Glasgow coach Gregor Townsend has reintegrated four players – Stuart Hogg, Tommy Seymour, Mark Bennett and Finn Russell – who started against Ireland last Saturday, with replacements Fraser Brown, Tim Swinson and Rob Harley also in the starting XV. Jonny Gray and Adam Ashe are on the bench.

Game time

Eoin Reddan, Ian Madigan, Marty Moore and Jordi Murphy do return from the Ireland bench to the Leinster XV with Cian Healy, Sean Cronin and Luke Fitzgerald also in the squad.

That means Heaslip, O'Brien, Kearney, McGrath, Toner and Mike Ross (if selected) will return for the Champions Cup quarter-final against Bath at the Aviva stadium on Saturday week with little or – in O'Brien's case – no game time for Leinster.

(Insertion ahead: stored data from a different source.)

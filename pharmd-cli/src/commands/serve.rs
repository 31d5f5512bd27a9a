//! HTTP server command
//!
//! Runs the pharmd HTTP server with all routes.

use std::net::SocketAddr;

use anyhow::{Context, Result};
use clap::Parser;

use pharmd_core::AppConfig;
use pharmd_server::db::{create_pool, migrations};
use pharmd_server::http::{run_server, ServerConfig};

/// Arguments for the serve command
#[derive(Parser, Debug)]
pub struct ServeArgs {
    /// Address to bind to (overrides PHARMD_BIND; default 127.0.0.1:8000)
    #[arg(long, short = 'b')]
    pub bind: Option<SocketAddr>,

    /// Allow permissive CORS (all origins) - use with caution
    #[arg(long)]
    pub cors_permissive: bool,

    /// Database URL (overrides DATABASE_URL)
    #[arg(long)]
    pub database_url: Option<String>,
}

/// Run the HTTP server
pub async fn run_serve(args: ServeArgs) -> Result<()> {
    // Environment config first, flags override
    let mut config = AppConfig::from_env()
        .context("Failed to load configuration. Set DATABASE_URL in the environment or .env")?;
    if let Some(url) = args.database_url {
        config.database_url = url;
    }
    if let Some(bind) = args.bind {
        config.bind_addr = bind;
    }

    tracing::info!("Starting pharmd server on {}", config.bind_addr);

    // Create database pool
    let pool = create_pool(&config.database_url)
        .await
        .context("Failed to create database pool")?;

    // Apply schema on startup
    migrations::run(&pool)
        .await
        .context("Failed to run schema migrations")?;

    // Configure server
    let server_config = ServerConfig {
        bind_addr: config.bind_addr,
        cors_permissive: args.cors_permissive,
    };

    // Run server (blocks until shutdown)
    run_server(pool, server_config).await.context("Server error")?;

    Ok(())
}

"That's the decision the Irish management made," said O'Connor, who stressed the problem could be exacerbated next season by the World Cup running to October 31st. "It's unlikely that it will be better next year with the World Cup."

Leinster are currently fifth in the table, eight points behind Glasgow and six points clear of Connacht, with three of their last four matches on the road, including a trip to Belfast on April 24th.

“It’s huge,” said O’Connor of tonight’s game at the RDS. “We can’t afford to drop any points in the league, we need to make sure that as much as we can control what happens, we’ve got to win.”

They could still earn a home semi-final or, conceivably, miss out on Champions Cup qualification should the three provinces finish above them.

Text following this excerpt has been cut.